Ethanol has dominated the biofuel industry’s attention over the past few years. But synthetic-biology companies are now scaling up production of what some say is a superior fuel: butanol, an alcohol with four carbon atoms to ethanol’s two. Compared to ethanol, butanol stores more energy per litre, is less corrosive to pipelines, is more easily separated from water and can be blended into gasoline (petrol) at higher concentrations before vehicle engines are damaged.

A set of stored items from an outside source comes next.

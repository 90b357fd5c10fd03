//! Rogue - First-person avatar controller
//!
//! Opens a window, loads the configured scene, and walks a capsule around it
//! with mouse look. Rendering is left to an external renderer; the window
//! title shows where the player is.

use winit::{
    application::ApplicationHandler,
    event::{DeviceEvent, DeviceId, WindowEvent},
    event_loop::{ActiveEventLoop, ControlFlow, EventLoop},
    keyboard::PhysicalKey,
    window::WindowId,
};

use rogue::config::AppConfig;
use rogue::input::{ActionMap, InputAction};
use rogue::scene::{Level, Player, Scene, SceneBuilder};
use rogue::systems::{SimulationSystem, WindowSystem};
use rogue_input::InputState;
use rogue_math::Vec3;
use rogue_physics::MovementSettings;

/// Main application state
struct App {
    /// Application configuration
    config: AppConfig,
    window: Option<WindowSystem>,
    level: Level,
    player: Player,
    input: InputState,
    simulation: SimulationSystem,
}

impl App {
    fn new(config: AppConfig) -> Self {
        let scene = Scene::load(&config.scene.path).unwrap_or_else(|e| {
            panic!("Failed to load scene '{}': {}", config.scene.path, e);
        });

        let spawn = scene.player_spawn.map(Vec3::from).unwrap_or(Vec3::ZERO);
        let level = SceneBuilder::new()
            .with_physics_config(config.simulation.to_physics_config())
            .add_scene(&scene)
            .unwrap_or_else(|e| panic!("Failed to build scene '{}': {}", scene.name, e))
            .add_player(spawn, scene.player_yaw.unwrap_or(0.0), &config.character)
            .unwrap_or_else(|e| panic!("Failed to add player: {}", e))
            .build();

        let Some(rig) = level.player else {
            panic!("Scene '{}' has no player rig", level.name);
        };

        let movement = config.movement.to_settings().unwrap_or_else(|e| {
            log::warn!("{}. Using default movement settings.", e);
            MovementSettings::default()
        });
        let player = Player::new(rig, config.look.to_settings(), movement);

        log::info!(
            "Loaded scene '{}' with {} colliders, player at {:?}",
            level.name,
            level.physics.static_colliders().len(),
            spawn
        );

        Self {
            input: InputState::with_settings(config.input.to_axis_settings()),
            simulation: SimulationSystem::new(config.simulation.max_frame_time),
            config,
            window: None,
            level,
            player,
        }
    }

    fn handle_action(&mut self, event_loop: &ActiveEventLoop, action: InputAction) {
        match action {
            InputAction::CaptureLook | InputAction::ReleaseLook => {
                if let Some(window) = &mut self.window {
                    action.apply_to_look(&mut self.player.look, window);
                }
            }
            InputAction::Exit => event_loop.exit(),
            InputAction::ResetPlayer => self.player.reset(&mut self.level),
            InputAction::ToggleFullscreen => {
                if let Some(window) = &self.window {
                    window.toggle_fullscreen();
                }
            }
        }
    }
}

impl ApplicationHandler for App {
    fn resumed(&mut self, event_loop: &ActiveEventLoop) {
        if self.window.is_none() {
            match WindowSystem::create(event_loop, &self.config.window) {
                Ok(window) => {
                    window.request_redraw();
                    self.window = Some(window);
                }
                Err(e) => {
                    log::error!("{}", e);
                    event_loop.exit();
                }
            }
        }
    }

    fn window_event(&mut self, event_loop: &ActiveEventLoop, _id: WindowId, event: WindowEvent) {
        match event {
            WindowEvent::CloseRequested => {
                event_loop.exit();
            }

            WindowEvent::KeyboardInput { event, .. } => {
                if let PhysicalKey::Code(key) = event.physical_key {
                    if let Some(action) = ActionMap::key(key, event.state, &self.player.look) {
                        self.handle_action(event_loop, action);
                        return;
                    }
                    self.input.process_keyboard(key, event.state);
                }
            }

            WindowEvent::MouseInput { state, button, .. } => {
                if let Some(action) = ActionMap::mouse_button(button, state, &self.player.look) {
                    self.handle_action(event_loop, action);
                }
            }

            WindowEvent::Focused(focused) => {
                if !focused {
                    // Keys released while unfocused never arrive
                    self.input.clear();
                }
                if let Some(action) = ActionMap::focus(focused, &self.player.look) {
                    self.handle_action(event_loop, action);
                }
            }

            WindowEvent::RedrawRequested => {
                let result = self.simulation.update(&mut self.input, &mut self.player, &mut self.level);

                if let Some(window) = &self.window {
                    if self.config.debug.show_overlay {
                        if let Some(pos) = self.level.player_position() {
                            window.update_title(pos, result.movement.grounded);
                        }
                    }
                    window.request_redraw();
                }
            }

            _ => {}
        }
    }

    fn device_event(
        &mut self,
        _event_loop: &ActiveEventLoop,
        _device_id: DeviceId,
        event: DeviceEvent,
    ) {
        if let DeviceEvent::MouseMotion { delta } = event {
            if self.player.look.is_enabled() {
                self.input.process_mouse_motion(delta.0, delta.1);
            }
        }
    }
}

fn main() {
    let config = AppConfig::load();

    let log_level = config
        .as_ref()
        .map(|c| c.debug.log_level.clone())
        .unwrap_or_else(|_| "info".to_string());
    env_logger::Builder::from_env(env_logger::Env::default().default_filter_or(log_level)).init();
    log::info!("Starting Rogue");

    let config = config.unwrap_or_else(|e| {
        log::warn!("Failed to load config: {}. Using defaults.", e);
        AppConfig::default()
    });

    // Create event loop
    let event_loop = EventLoop::new().expect("Failed to create event loop");
    event_loop.set_control_flow(ControlFlow::Poll);

    // Create and run application
    let mut app = App::new(config);
    event_loop.run_app(&mut app).expect("Event loop error");
}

On 24 May, Gevo, a synthetic-biology firm based in Englewood, Colorado, announced the startup of the first commercial plant to chew up biomass to produce isobutanol. (The ‘iso’ means that this form of butanol has a carbon atom branched off the middle of a three-carbon chain). The factory, in Luverne, Minnesota, will be making 1 million US gallons (3.8 million litres) of isobutanol per month by the end of the year, with a maximum annual production capacity of 18 million gallons, and is a retrofitted bio-ethanol plant. Gevo saw its shares rise by more than 9% after the news and says it next plans to retrofit a plant in South Dakota (says Reuters).
The isobutanol will not be used as a fuel for now; rather, Gevo is selling most of its output to South African chemicals giant Sasol. (Butanol is variously used in paints, solvents and resins and as a starting point for synthesizing more complicated chemicals). That business strategy has been adopted by many other synthetic-biology firms that are selling their bio-products to chemicals manufacturers rather than trying to compete in the cheap fuels market.
Gevo’s technology, in part licensed from James Liao, a metabolic engineer at the University of California, Los Angeles, uses yeast cells that have been tweaked so that the metabolic pathways that would produce amino acids are diverted to isobutanol production (for a similar idea in E.coli bacteria, see S. Atsumi, T. Hanai & J. C. Liao Nature 451, 86–89; 2008). The company is still disputing technology rights with another bio-butanol company, Butamax, a joint venture between oil giant BP and chemicals firm DuPont.
A different four-carbon alcohol, n-butanol, is the target for the UK’s Green Biologics (n-butanol has all four carbon atoms in a line). The firm, which this January merged with Ohio company Butylfuel, uses an engineered strain of the Clostridia microbe that can chew up cellulosic and other waste feedstocks that don’t compete with food-supply needs.
It’s also looking to buy up and retrofit old ethanol plants in the United States, but right now has licensed its technology to biobutanol producers in China, such as Laihe Songyuan Chemical. China’s largest biobutanol plant is now making some 10 million US gallons a year, says Sean Sutcliffe, chief executive of Green Biologics.